▶ **Records for this task**:
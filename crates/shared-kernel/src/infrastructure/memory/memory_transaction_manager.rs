// crates/shared-kernel/src/infrastructure/memory/memory_transaction_manager.rs

use std::sync::atomic::{AtomicU32, Ordering};
use std::sync::Arc;
use tokio::sync::RwLock;
use crate::domain::transaction::{TransactionManager, TxFuture, TxWork};
use crate::errors::DomainError;
use crate::infrastructure::memory::MemoryTransaction;

/// Gestionnaire de transactions pour un état partagé en mémoire.
///
/// Le commit applique toutes les écritures sur une copie de l'état, puis
/// remplace l'état sous verrou d'écriture. Une écriture en échec abandonne
/// la copie entière : soit tout est visible, soit rien.
pub struct MemoryTransactionManager<S> {
    state: Arc<RwLock<S>>,
    rejected_commits: AtomicU32,
}

impl<S> MemoryTransactionManager<S>
where
    S: Clone + Send + Sync + 'static,
{
    pub fn new(state: Arc<RwLock<S>>) -> Self {
        Self {
            state,
            rejected_commits: AtomicU32::new(0),
        }
    }

    pub fn state(&self) -> Arc<RwLock<S>> {
        self.state.clone()
    }

    /// Simule un rejet du backend sur les `count` prochains commits
    pub fn reject_next_commits(&self, count: u32) {
        self.rejected_commits.store(count, Ordering::SeqCst);
    }

    fn take_rejection(&self) -> bool {
        self.rejected_commits
            .fetch_update(Ordering::SeqCst, Ordering::SeqCst, |n| n.checked_sub(1))
            .is_ok()
    }
}

impl<S> TransactionManager for MemoryTransactionManager<S>
where
    S: Clone + Send + Sync + 'static,
{
    fn in_transaction<'a>(&'a self, f: TxWork<'a>) -> TxFuture<'a> {
        Box::pin(async move {
            let tx = MemoryTransaction::<S>::new();
            let writes = tx.writes();

            // Le travail échoue : les écritures empilées sont simplement abandonnées
            f(Box::new(tx)).await?;

            let staged = std::mem::take(&mut *writes.lock().await);

            if self.take_rejection() {
                tracing::warn!("🛑 Memory commit rejected ({} staged writes dropped)", staged.len());
                return Err(DomainError::Infrastructure("Commit rejected by backend".into()));
            }

            let mut guard = self.state.write().await;
            let mut draft = guard.clone();
            for write in staged {
                write(&mut draft)?;
            }
            *guard = draft;

            Ok(())
        })
    }
}
// crates/shared-kernel/src/infrastructure/postgres/mappers/postgres_error_mapper.rs

use crate::domain::entities::EntityMetadata;
use crate::errors::DomainError;
use sqlx::postgres::PgDatabaseError;

const UNIQUE_VIOLATION: &str = "23505";
const FOREIGN_KEY_VIOLATION: &str = "23503";
const SERIALIZATION_FAILURE: &str = "40001";
const DEADLOCK_DETECTED: &str = "40P01";

pub trait SqlxErrorExt<T> {
    fn map_domain<E: EntityMetadata>(self) -> Result<T, DomainError>;
    fn map_domain_infra(self, context: &'static str) -> Result<T, DomainError>;
}

fn is_conflict_code(code: &str) -> bool {
    code == SERIALIZATION_FAILURE || code == DEADLOCK_DETECTED
}

impl<T> SqlxErrorExt<T> for std::result::Result<T, sqlx::Error> {
    fn map_domain<E: EntityMetadata>(self) -> Result<T, DomainError> {
        self.map_err(|e| {
            match e {
                sqlx::Error::RowNotFound => DomainError::NotFound {
                    entity: E::entity_name(),
                    id: "unknown".into(),
                },
                sqlx::Error::Database(db_err) => {
                    let code = db_err.code().map(|c| c.into_owned()).unwrap_or_default();

                    if code == UNIQUE_VIOLATION {
                        let field = db_err
                            .try_downcast_ref::<PgDatabaseError>()
                            .and_then(|pg| pg.constraint())
                            .map(E::map_constraint_to_field)
                            .unwrap_or("unique_constraint");

                        return DomainError::AlreadyExists {
                            entity: E::entity_name(),
                            field,
                            value: "already taken".into(),
                        };
                    }

                    // Ligne référencée absente (profil inexistant)
                    if code == FOREIGN_KEY_VIOLATION {
                        let constraint = db_err
                            .try_downcast_ref::<PgDatabaseError>()
                            .and_then(|pg| pg.constraint())
                            .unwrap_or("foreign_key");

                        return DomainError::NotFound {
                            entity: E::entity_name(),
                            id: format!("referenced by {}", constraint),
                        };
                    }

                    if is_conflict_code(&code) {
                        return DomainError::ConcurrencyConflict {
                            reason: format!("Concurrency conflict on {}", E::entity_name()),
                        };
                    }

                    DomainError::Infrastructure(db_err.message().into())
                }
                _ => DomainError::Infrastructure(e.to_string()),
            }
        })
    }

    /// Erreur technique, sauf conflit de sérialisation qui reste rejouable
    fn map_domain_infra(self, context: &'static str) -> Result<T, DomainError> {
        self.map_err(|e| {
            if let sqlx::Error::Database(db_err) = &e {
                if db_err.code().map(|c| is_conflict_code(&c)).unwrap_or(false) {
                    return DomainError::ConcurrencyConflict {
                        reason: format!("{}: {}", context, db_err.message()),
                    };
                }
            }
            DomainError::Infrastructure(format!("{}: {}", context, e))
        })
    }
}
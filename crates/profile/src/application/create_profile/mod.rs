mod create_profile_command;
mod create_profile_use_case;

pub use create_profile_command::CreateProfileCommand;
pub use create_profile_use_case::CreateProfileUseCase;
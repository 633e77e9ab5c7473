// crates/profile/src/lib.rs

pub mod application;
pub mod domain;
pub mod infrastructure;
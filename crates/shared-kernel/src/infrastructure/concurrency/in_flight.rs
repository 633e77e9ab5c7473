// crates/shared-kernel/src/infrastructure/concurrency/in_flight.rs

//! # InFlight - Une seule opération en cours par clé
//!
//! Variante non bloquante du singleflight : au lieu de faire attendre les
//! appelants suivants sur le résultat du premier, on leur refuse l'accès
//! tant que le permis du premier n'a pas été rendu.
//!
//! Le permis est libéré au `Drop`, y compris si le futur qui le détient est
//! annulé ou échoue.

use std::hash::Hash;
use std::sync::Arc;
use dashmap::DashMap;
use dashmap::mapref::entry::Entry;

pub struct InFlightRegistry<K>
where
    K: Hash + Eq + Clone,
{
    slots: Arc<DashMap<K, ()>>,
}

impl<K> InFlightRegistry<K>
where
    K: Hash + Eq + Clone,
{
    pub fn new() -> Self {
        Self {
            slots: Arc::new(DashMap::new()),
        }
    }

    /// Réserve la clé. `None` si une opération est déjà en cours pour elle.
    pub fn try_acquire(&self, key: K) -> Option<InFlightPermit<K>> {
        // Check-and-Insert atomique sous le verrou de shard
        match self.slots.entry(key.clone()) {
            Entry::Occupied(_) => None,
            Entry::Vacant(entry) => {
                entry.insert(());
                Some(InFlightPermit {
                    key,
                    slots: self.slots.clone(),
                })
            }
        }
    }

    pub fn is_in_flight(&self, key: &K) -> bool {
        self.slots.contains_key(key)
    }

    pub fn len(&self) -> usize {
        self.slots.len()
    }

    pub fn is_empty(&self) -> bool {
        self.slots.is_empty()
    }
}

impl<K> Default for InFlightRegistry<K>
where
    K: Hash + Eq + Clone,
{
    fn default() -> Self {
        Self::new()
    }
}

pub struct InFlightPermit<K>
where
    K: Hash + Eq + Clone,
{
    key: K,
    slots: Arc<DashMap<K, ()>>,
}

impl<K> InFlightPermit<K>
where
    K: Hash + Eq + Clone,
{
    pub fn key(&self) -> &K {
        &self.key
    }
}

impl<K> Drop for InFlightPermit<K>
where
    K: Hash + Eq + Clone,
{
    fn drop(&mut self) {
        self.slots.remove(&self.key);
    }
}

#[cfg(test)]
mod tests {
    use super::*;

    #[test]
    fn test_second_acquire_is_refused_while_permit_alive() {
        let registry = InFlightRegistry::new();

        let permit = registry.try_acquire(("a", "b"));
        assert!(permit.is_some());
        assert!(registry.try_acquire(("a", "b")).is_none());
        assert!(registry.is_in_flight(&("a", "b")));
    }

    #[test]
    fn test_keys_are_independent() {
        let registry = InFlightRegistry::new();

        let _ab = registry.try_acquire(("a", "b")).unwrap();
        let ba = registry.try_acquire(("b", "a"));

        assert!(ba.is_some());
        assert_eq!(registry.len(), 2);
    }

    #[test]
    fn test_drop_releases_the_key() {
        let registry = InFlightRegistry::new();

        {
            let permit = registry.try_acquire(7u32).unwrap();
            assert_eq!(*permit.key(), 7);
        }

        assert!(registry.is_empty());
        assert!(registry.try_acquire(7u32).is_some());
    }

    #[tokio::test]
    async fn test_concurrent_acquire_has_single_winner() {
        let registry = Arc::new(InFlightRegistry::<u32>::new());

        let handles: Vec<_> = (0..16)
            .map(|_| {
                let registry = registry.clone();
                tokio::spawn(async move {
                    registry.try_acquire(1).map(|permit| {
                        // Le permis part avec la tâche, on le garde vivant
                        std::mem::forget(permit);
                    })
                })
            })
            .collect();

        let mut winners = 0;
        for handle in handles {
            if handle.await.unwrap().is_some() {
                winners += 1;
            }
        }

        assert_eq!(winners, 1);
        assert!(registry.is_in_flight(&1));
    }
}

▶ **What the task requires**: From the line holding "le garde vivant" down to the final line above, copy each line exactly, and leave out everything before it.

▶ **The completed task**:
                        // Le permis part avec la tâche, on le garde vivant
                        std::mem::forget(permit);
                    })
                })
            })
            .collect();

        let mut winners = 0;
        for handle in handles {
            if handle.await.unwrap().is_some() {
                winners += 1;
            }
        }

        assert_eq!(winners, 1);
        assert!(registry.is_in_flight(&1));
    }
}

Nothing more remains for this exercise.